Dreamland by Sarah Dessen (fiction) - After her older sister runs away, sixteen-year-old Caitlin decides that she needs to make a major change in her own life and begins an abusive relationship with a boy who is mysterious, brilliant, and dangerous.
This Boy's Life by Tobias Wolff (non-fiction) - In this memoir of boyhood in the 1950s, we meet the young Toby Wolff, by turns tough and vulnerable, crafty and bumbling, and ultimately winning. Separated by divorce from his father and brother, Toby and his mother are constantly on the move. Between themselves they develop an almost telepathic trust that sees them through their wanderings from Florida to a small town in Washington State.
Hole in My Life by Jack Gantos (non-fiction) - The author relates how, as a young adult, he became a drug user and smuggler, was arrested, did time in prison, and eventually got out and went to college, all the while hoping to become a writer.
Icy Sparks by Gwen Hyman Rubio (fiction) - Icy Sparks has spent most of her life being ridiculed because she suffers from Tourette Syndrome, but as she grows older, she teaches the people in her town how to accept people for who they are, not what they appear to be.
The Heart is a Lonely Hunter by Carson McCullers (fiction) - At its center is the deaf-mute John Singer, who becomes the confidant for various types of misfits in Georgia mill town during the 1930s. Each one yearns for escape from small town life. When Singer's a mute companion goes insane, Singer moves into the Kelly house, where Mick Kelly finds solace in her music
Looking for Alaska by John Green (fiction) - Miles "Pudge" Halter befriends some fellow boarding-school students and falls in love with Alaska Young, the razor-sharp, self-destructive nucleus of the group. When tragedy strikes, Pudge discovers the value of unconditional love.
A Walk in the Woods by Bill Bryson (non-fiction) - Bryson and a childhood friend decide to hike the length of the 2100-mile Appalachian Trail in this very funny personal memoir, which is also a delightful chronicle of the trail, the people who created it, and the places it passes through.
Farewell to Manzanar by Jeanne Wakatuki Houston and James D. Houston (non-fiction) - This is an autobiographical story of the Japanese-American experience during and after their WWII internment.
Hoops by Walter Dean Myers (fiction) - A teenage basketball player from Harlem is befriended by a former professional player who, after being forced to quit because of a point-shaving scandal, hopes to prevent other young athletes from repeating his mistake.
The Blind Side: Evolution of a Game by Michael Lewis (non-fiction) - Details the life of University of Mississippi football player Michael Oher, who was raised by a crack addicted mother and adopted at the age of sixteen by a wealthy family, and explores the rising importance and salary of the offensive left tackle in the game of football.

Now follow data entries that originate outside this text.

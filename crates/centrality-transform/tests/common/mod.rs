//! Fixture builders shared by the transform tests.
#![allow(dead_code)]

use centrality_model::{FrequencyCategory, RatingRecord, Scale, TaskId, TaskKey, TaskRow};

pub const TOLERANCE: f64 = 1e-9;

pub fn key(occupation_code: &str, task_id: &str) -> TaskKey {
    TaskKey::new(
        occupation_code,
        format!("Occupation {occupation_code}"),
        TaskId::new(task_id),
        format!("Task {task_id}"),
    )
}

pub fn frequency(key: &TaskKey, category: u8, value: f64) -> RatingRecord {
    RatingRecord::new(
        key.clone(),
        Scale::Frequency,
        Some(FrequencyCategory::new(category).expect("valid category")),
        value,
    )
}

pub fn importance(key: &TaskKey, value: f64) -> RatingRecord {
    RatingRecord::new(key.clone(), Scale::Importance, None, value)
}

pub fn relevance(key: &TaskKey, value: f64) -> RatingRecord {
    RatingRecord::new(key.clone(), Scale::Relevance, None, value)
}

/// All nine ratings of one task, in source order.
pub fn task_records(
    occupation_code: &str,
    task_id: &str,
    shares: [f64; 7],
    importance_value: f64,
    relevance_value: f64,
) -> Vec<RatingRecord> {
    let key = key(occupation_code, task_id);
    let mut records: Vec<RatingRecord> = (1..=7u8)
        .zip(shares)
        .map(|(category, share)| frequency(&key, category, share))
        .collect();
    records.push(importance(&key, importance_value));
    records.push(relevance(&key, relevance_value));
    records
}

/// A normalized row with the three metrics already on [0, 1].
pub fn normalized_row(
    occupation_code: &str,
    task_id: &str,
    importance: f64,
    average_frequency: f64,
    relevance: f64,
) -> TaskRow {
    let mut row = TaskRow::new(key(occupation_code, task_id));
    row.importance = Some(importance);
    row.average_frequency = Some(average_frequency);
    row.relevance = Some(relevance);
    row
}

pub fn assert_close(actual: f64, expected: f64) {
    assert!(
        (actual - expected).abs() < TOLERANCE,
        "expected {expected}, got {actual}"
    );
}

Girl, Interrupted by Susanna Kaysen (non-fiction) - The author describes her two-year stay at a psychiatric hospital renowned for its famous clientele and for its progressive methods of treatment.
House of the Scorpion by Nancy Farmer (science fiction) - In a future where humans despise clones, Matt enjoys special status as the young clone of El Patron, the 142-year-old leader of a corrupt drug empire nestled between Mexico and the United States.

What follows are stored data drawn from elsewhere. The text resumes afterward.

//! Error types for network solving.

use afn_core::error::AfnError;
use thiserror::Error;

/// Failures of the sparse factorizations.
#[derive(Error, Debug, Clone, PartialEq)]
pub enum SkylineError {
    #[error("Zero or non-finite pivot {value} at row {index}")]
    SingularPivot { index: usize, value: f64 },

    #[error("Profile height {height} of column {column} reaches above row 0")]
    InvalidProfile { column: usize, height: usize },

    #[error("Entry ({row}, {col}) is outside the stored profile")]
    OutsideProfile { row: usize, col: usize },

    #[error("Dimension mismatch: expected {expected}, found {found}")]
    DimensionMismatch { expected: usize, found: usize },
}

pub type SkylineResult<T> = Result<T, SkylineError>;

/// Errors that can occur during network solving.
///
/// Hitting the iteration cap is not an error; see `SolveStatus`.
#[derive(Error, Debug)]
pub enum SolverError {
    #[error("Problem setup error: {what}")]
    ProblemSetup { what: String },

    #[error("Topology error on link \"{link}\": {what}")]
    Topology { link: String, what: String },

    #[error("Numeric error: {what}")]
    Numeric { what: String },

    #[error("Graph error: {0}")]
    Graph(#[from] afn_graph::GraphError),
}

pub type SolverResult<T> = Result<T, SolverError>;

impl From<SkylineError> for SolverError {
    fn from(e: SkylineError) -> Self {
        SolverError::Numeric {
            what: e.to_string(),
        }
    }
}

impl From<SolverError> for AfnError {
    fn from(e: SolverError) -> Self {
        match e {
            SolverError::ProblemSetup { .. } => AfnError::InvalidArg {
                what: "problem setup",
            },
            SolverError::Topology { .. } => AfnError::InvalidArg { what: "topology" },
            SolverError::Numeric { .. } => AfnError::InvalidArg { what: "numeric" },
            SolverError::Graph(g) => g.into(),
        }
    }
}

Into Thin Air: by Jon Krakauer: (non-fiction) - The tragedy that took the lives of experienced mountain guides and novice climbers in a raging blizzard atop Mt. Everest in 1996 is chronicled with clarity, poignancy, and brutal honesty by one who witnessed the even first-hand.
Peeling the Onion by Wendy Orr (fiction) - Following an automobile accident in which her neck is broken, a teenage karate champion begins a long and painful recovery with the help of her family.

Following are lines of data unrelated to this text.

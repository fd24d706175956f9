//! Steady-state pressure solver for airflow networks.
//!
//! The unknowns are the gauge pressures of the simulated nodes. Each Newton
//! step assembles the node mass balances and their Jacobian from every link,
//! factors the symmetric Jacobian in skyline storage and applies a relaxed
//! correction. Stack pressures are computed separately from the last flows.
//!
//! `SkylineLu` shares the profile layout for the non-symmetric systems of
//! contaminant transport.

pub mod assembly;
pub mod error;
pub mod newton;
pub mod skyline;
pub mod skyline_lu;
pub mod stack;

pub use assembly::{Evaluation, assign_skyline_indices, filjac};
pub use error::{SkylineError, SkylineResult, SolverError, SolverResult};
pub use newton::{NetworkSolver, SolveReport, SolveStatus, SolverConfig, SolverState};
pub use skyline::SkylineMatrix;
pub use skyline_lu::SkylineLu;
pub use stack::{StackInputs, compute_stack_pressures, upwind_stack_pressure};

Maus Survivor's Tale by Art Spiegelman (graphic novel) - A story of a Jewish survivor of Hitler's Europe and his son, a cartoonist who tries to come to terms with his father's story and history itself.
Twilight Series by Stephenie Meyer (fiction) - When seventeen-year-old Bella leaves Phoenix to live with her father in Forks, Washington, she meets an exquisitely handsome boy at school for whom she feels an overwhelming attraction and who she comes to realize is not wholly human.
Slam by Walter Dean Meyers (fiction) - 17-year-old Greg Harris tells of the year in which he transfers to a magnet school for the arts, a more academically challenging, mostly white school. After being the hot shot star of his Harlem high school team, he has to learn to fit in and be a team player at his new school. He may not be able to do anything about the rest of his life--his relationships with his family and friends, his grandmother's illness, his scholastic difficulties, or what goes on in his Harlem neighborhood--but when he gets onto the basketball court, "Slam" feels in control.